*Your assignment*.
Find the word "VecDeque" in the listing below, then return every line it appears in.

━━━

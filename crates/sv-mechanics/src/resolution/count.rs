//! Success counting and difficulty judgement.
//!
//! A die is a success when its face is at or above the threshold. The
//! threshold is fixed for the whole roll, explosion rounds included.

use crate::dice::DiceRoll;

/// Count the successes in a finished roll.
pub fn count_successes(roll: &DiceRoll, threshold: i32) -> u32 {
    roll.count_at_or_above(threshold)
}

/// `Some(successes >= difficulty)` when a difficulty was set, `None` otherwise.
pub fn judge(successes: u32, difficulty: Option<u32>) -> Option<bool> {
    difficulty.map(|d| successes >= d)
}

#[cfg(test)]
mod tests {
    use super::*;

    #[test]
    fn counts_faces_at_or_above_threshold() {
        let roll = DiceRoll::new(vec![6, 7, 2]);
        assert_eq!(count_successes(&roll, 6), 2);
        assert_eq!(count_successes(&roll, 8), 0);
    }

    #[test]
    fn judge_with_difficulty() {
        assert_eq!(judge(2, Some(2)), Some(true));
        assert_eq!(judge(1, Some(2)), Some(false));
        assert_eq!(judge(0, Some(0)), Some(true));
    }

    #[test]
    fn judge_without_difficulty() {
        assert_eq!(judge(5, None), None);
    }
}
//! Die sources.

use std::collections::VecDeque;

use rand::rngs::StdRng;
use rand::{Rng, SeedableRng};

use super::{SIDES, is_face};
use crate::error::{MechError, MechResult};

/// Something that can draw `count` d10 faces.
///
/// A failure here is fatal for the roll in progress and must be propagated.
pub trait DieSource {
    /// Draw `count` faces, each in `1..=10`.
    fn draw(&mut self, count: u32) -> MechResult<Vec<u8>>;
}

/// Uniform d10s from any random number generator.
#[derive(Debug, Clone)]
pub struct RngDice<R> {
    rng: R,
}

impl<R: Rng> RngDice<R> {
    /// Wrap an existing generator.
    pub fn new(rng: R) -> Self {
        Self { rng }
    }
}

impl RngDice<StdRng> {
    /// Deterministic dice from a seed.
    pub fn seeded(seed: u64) -> Self {
        Self::new(StdRng::seed_from_u64(seed))
    }

    /// Dice seeded from the operating system.
    pub fn from_os_rng() -> Self {
        Self::new(StdRng::from_os_rng())
    }
}

impl<R: Rng> DieSource for RngDice<R> {
    fn draw(&mut self, count: u32) -> MechResult<Vec<u8>> {
        Ok((0..count)
            .map(|_| self.rng.random_range(1..=SIDES))
            .collect())
    }
}

/// Replays a fixed sequence of faces, in order.
#[derive(Debug, Clone, Default)]
pub struct ScriptedDice {
    faces: VecDeque<u8>,
    drawn: usize,
}

impl ScriptedDice {
    /// Script the faces to hand out.
    pub fn new(faces: impl IntoIterator<Item = u8>) -> Self {
        Self {
            faces: faces.into_iter().collect(),
            drawn: 0,
        }
    }

    /// How many faces have been handed out so far.
    pub fn drawn(&self) -> usize {
        self.drawn
    }

    /// Faces not yet handed out.
    pub fn remaining(&self) -> usize {
        self.faces.len()
    }
}

impl DieSource for ScriptedDice {
    fn draw(&mut self, count: u32) -> MechResult<Vec<u8>> {
        let count = count as usize;
        if count > self.faces.len() {
            return Err(MechError::DiceSource(format!(
                "script exhausted: {count} dice requested, {} left",
                self.faces.len()
            )));
        }
        if let Some(bad) = self.faces.iter().take(count).find(|f| !is_face(**f)) {
            return Err(MechError::DiceSource(format!("scripted face {bad} is not a d10 face")));
        }
        self.drawn += count;
        Ok(self.faces.drain(..count).collect())
    }
}
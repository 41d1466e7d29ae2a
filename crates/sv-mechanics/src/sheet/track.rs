//! Circle tracks (wound rows, backlash).
//!
//! A track is a clamped counter drawn as a row of circles. Clicking circle
//! `i` fills the row up to `i`; clicking the last filled circle clears it.

use serde::{Deserialize, Serialize};

use crate::error::{MechError, MechResult};

/// A named counter clamped between 0 and `max`.
#[derive(Debug, Clone, PartialEq, Eq, Serialize, Deserialize)]
pub struct Track {
    /// Display name of the track.
    pub name: String,
    /// Current value.
    pub current: u32,
    /// Maximum value.
    pub max: u32,
}

impl Track {
    /// Create a track, clamping the starting value to `max`.
    pub fn new(name: impl Into<String>, current: u32, max: u32) -> Self {
        Self {
            name: name.into(),
            current: current.min(max),
            max,
        }
    }

    /// Click circle `index` (1-based). Returns the new value.
    pub fn toggle(&mut self, index: u32) -> MechResult<u32> {
        self.current = toggle_value(self.current, index, self.max)?;
        Ok(self.current)
    }

    /// Filled flag for each circle, first circle first.
    pub fn circles(&self) -> Vec<bool> {
        (1..=self.max).map(|i| self.current >= i).collect()
    }
}

impl std::fmt::Display for Track {
    fn fmt(&self, f: &mut std::fmt::Formatter<'_>) -> std::fmt::Result {
        write!(f, "{}: {}/{}", self.name, self.current, self.max)
    }
}

/// The value a row holds after clicking circle `index`.
pub fn toggle_value(current: u32, index: u32, max: u32) -> MechResult<u32> {
    if index == 0 || index > max {
        return Err(MechError::InvalidIndex { index, max });
    }
    Ok(if current == index { index - 1 } else { index })
}

#[cfg(test)]
mod tests {
    use super::*;

    #[test]
    fn new_clamps_initial() {
        let t = Track::new("Backlash", 100, 10);
        assert_eq!(t.current, 10);
    }

    #[test]
    fn toggle_fills_up_to_index() {
        let mut t = Track::new("Backlash", 0, 10);
        assert_eq!(t.toggle(4).unwrap(), 4);
        assert_eq!(t.toggle(2).unwrap(), 2);
    }

    #[test]
    fn toggle_last_filled_clears_it() {
        let mut t = Track::new("Backlash", 4, 10);
        assert_eq!(t.toggle(4).unwrap(), 3);
        let mut t = Track::new("Wounds", 1, 3);
        assert_eq!(t.toggle(1).unwrap(), 0);
    }

    #[test]
    fn toggle_out_of_range() {
        let mut t = Track::new("Wounds", 0, 3);
        assert!(matches!(
            t.toggle(4),
            Err(MechError::InvalidIndex { index: 4, max: 3 })
        ));
        assert!(t.toggle(0).is_err());
        assert_eq!(t.current, 0);
    }

    #[test]
    fn circles_and_display() {
        let t = Track::new("Backlash", 2, 4);
        assert_eq!(t.circles(), vec![true, true, false, false]);
        assert_eq!(t.to_string(), "Backlash: 2/4");
    }
}
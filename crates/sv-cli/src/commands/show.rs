use std::path::Path;

use colored::Colorize;
use comfy_table::{ContentArrangement, Table};
use sv_core::{Actor, DocumentStore, ItemKind};
use sv_mechanics::sheet::Circle;
use sv_mechanics::{SheetView, WoundLayout};

use crate::SettingsArgs;

pub fn run(path: &Path, settings: &SettingsArgs, json: bool) -> Result<(), String> {
    let settings = super::settings(settings)?;
    let (store, id) = super::load(path)?;
    let actor = store
        .get(id)
        .ok_or_else(|| format!("actor {id} vanished from the store"))?;
    let view = SheetView::build(actor, &settings);

    if json {
        let out = serde_json::to_string_pretty(&view).map_err(|e| e.to_string())?;
        println!("{out}");
        return Ok(());
    }

    println!(
        "  {} [{}] {}",
        view.name.bold(),
        view.kind.to_string().dimmed(),
        format!("({} rules)", view.variant).dimmed()
    );
    println!();

    print_ratings(&view);
    print_wounds(&view.wounds);
    println!("  Héroïsme : {}", view.heroism.to_string().bold());

    if view.show_sorcery {
        let school = actor
            .sorcery
            .kind
            .map_or("aucune", |k| k.label());
        println!("  Sorcellerie : {school}");
        if let Some(backlash) = &view.backlash {
            println!("  {}  {}", backlash, dots(&backlash.circles()));
        }
    }

    print_items(actor);
    Ok(())
}

fn print_ratings(view: &SheetView) {
    let mut attributes = Table::new();
    attributes.set_content_arrangement(ContentArrangement::Dynamic);
    attributes.set_header(vec!["Trait", "Value", "Threshold"]);
    for row in &view.attributes {
        attributes.add_row(vec![
            row.attribute.label().to_string(),
            row.value.to_string(),
            row.threshold.to_string(),
        ]);
    }
    println!("{attributes}");
    println!();

    let mut skills = Table::new();
    skills.set_content_arrangement(ContentArrangement::Dynamic);
    let mut header = vec!["Skill", "Value", "Specialized"];
    if view.variant == sv_mechanics::RuleVariant::Standard {
        header.push("Threshold");
    }
    skills.set_header(header);
    for row in &view.skills {
        let mut cells = vec![
            row.skill.label().to_string(),
            row.value.to_string(),
            if row.specialized { "yes" } else { "" }.to_string(),
        ];
        if let Some(threshold) = row.threshold {
            cells.push(threshold.to_string());
        }
        skills.add_row(cells);
    }
    println!("{skills}");
    println!();

    let mut combat = Table::new();
    combat.set_content_arrangement(ContentArrangement::Dynamic);
    combat.set_header(vec!["Combat", "Linked to", "Value", "Threshold"]);
    for row in &view.combat {
        combat.add_row(vec![
            row.combat.label().to_string(),
            row.linked.label().to_string(),
            row.value.to_string(),
            row.threshold.to_string(),
        ]);
    }
    println!("{combat}");
    println!();
}

fn print_wounds(layout: &WoundLayout) {
    match layout {
        WoundLayout::Grid(grid) => {
            println!("  Blessures (groupes de {})", grid.group_size);
            for group in &grid.groups {
                let star = if group.dramatic { "★" } else { "☆" };
                println!(
                    "    {}  {}",
                    circles(&group.normals),
                    if group.dramatic {
                        star.red().to_string()
                    } else {
                        star.to_string()
                    }
                );
            }
        }
        WoundLayout::Row(row) => {
            println!("  Blessures  {}", circles(row));
        }
    }
    println!();
}

fn circles(row: &[Circle]) -> String {
    dots(&row.iter().map(|c| c.filled).collect::<Vec<_>>())
}

fn dots(filled: &[bool]) -> String {
    filled
        .iter()
        .map(|&f| if f { "●" } else { "○" })
        .collect::<Vec<_>>()
        .join(" ")
}

fn print_items(actor: &Actor) {
    if actor.items.is_empty() {
        return;
    }
    println!();
    let mut table = Table::new();
    table.set_content_arrangement(ContentArrangement::Dynamic);
    table.set_header(vec!["ID", "Type", "Name", "Details"]);
    for item in &actor.items {
        let kind = match &item.kind {
            ItemKind::Advantage { category, .. } => format!("advantage ({})", category.label()),
            other => other.item_type().key().to_string(),
        };
        let details = item.kind.description().unwrap_or_default();
        table.add_row(vec![
            item.id.to_string(),
            kind,
            item.name.clone(),
            details.to_string(),
        ]);
    }
    println!("{table}");
}

#[cfg(test)]
mod tests {
    use super::*;

    #[test]
    fn dots_render_filled_first() {
        assert_eq!(dots(&[true, true, false]), "● ● ○");
        assert_eq!(dots(&[]), "");
    }
}
//! Ten-sided dice and the sources that draw them.
//!
//! Every check in the system rolls d10s. Where the faces come from is a
//! capability ([`DieSource`]): a seeded PRNG for play and tests, or a scripted
//! sequence when replaying a roll the host already made.

pub mod pool;
pub mod roll;
pub mod source;

pub use pool::DicePool;
pub use roll::DiceRoll;
pub use source::{DieSource, RngDice, ScriptedDice};

/// Number of faces on the system's die.
pub const SIDES: u8 = 10;

/// Returns true if `face` is a legal d10 face.
pub fn is_face(face: u8) -> bool {
    (1..=SIDES).contains(&face)
}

━━━

*Response for this exercise*.
use std::collections::VecDeque;
    faces: VecDeque<u8>,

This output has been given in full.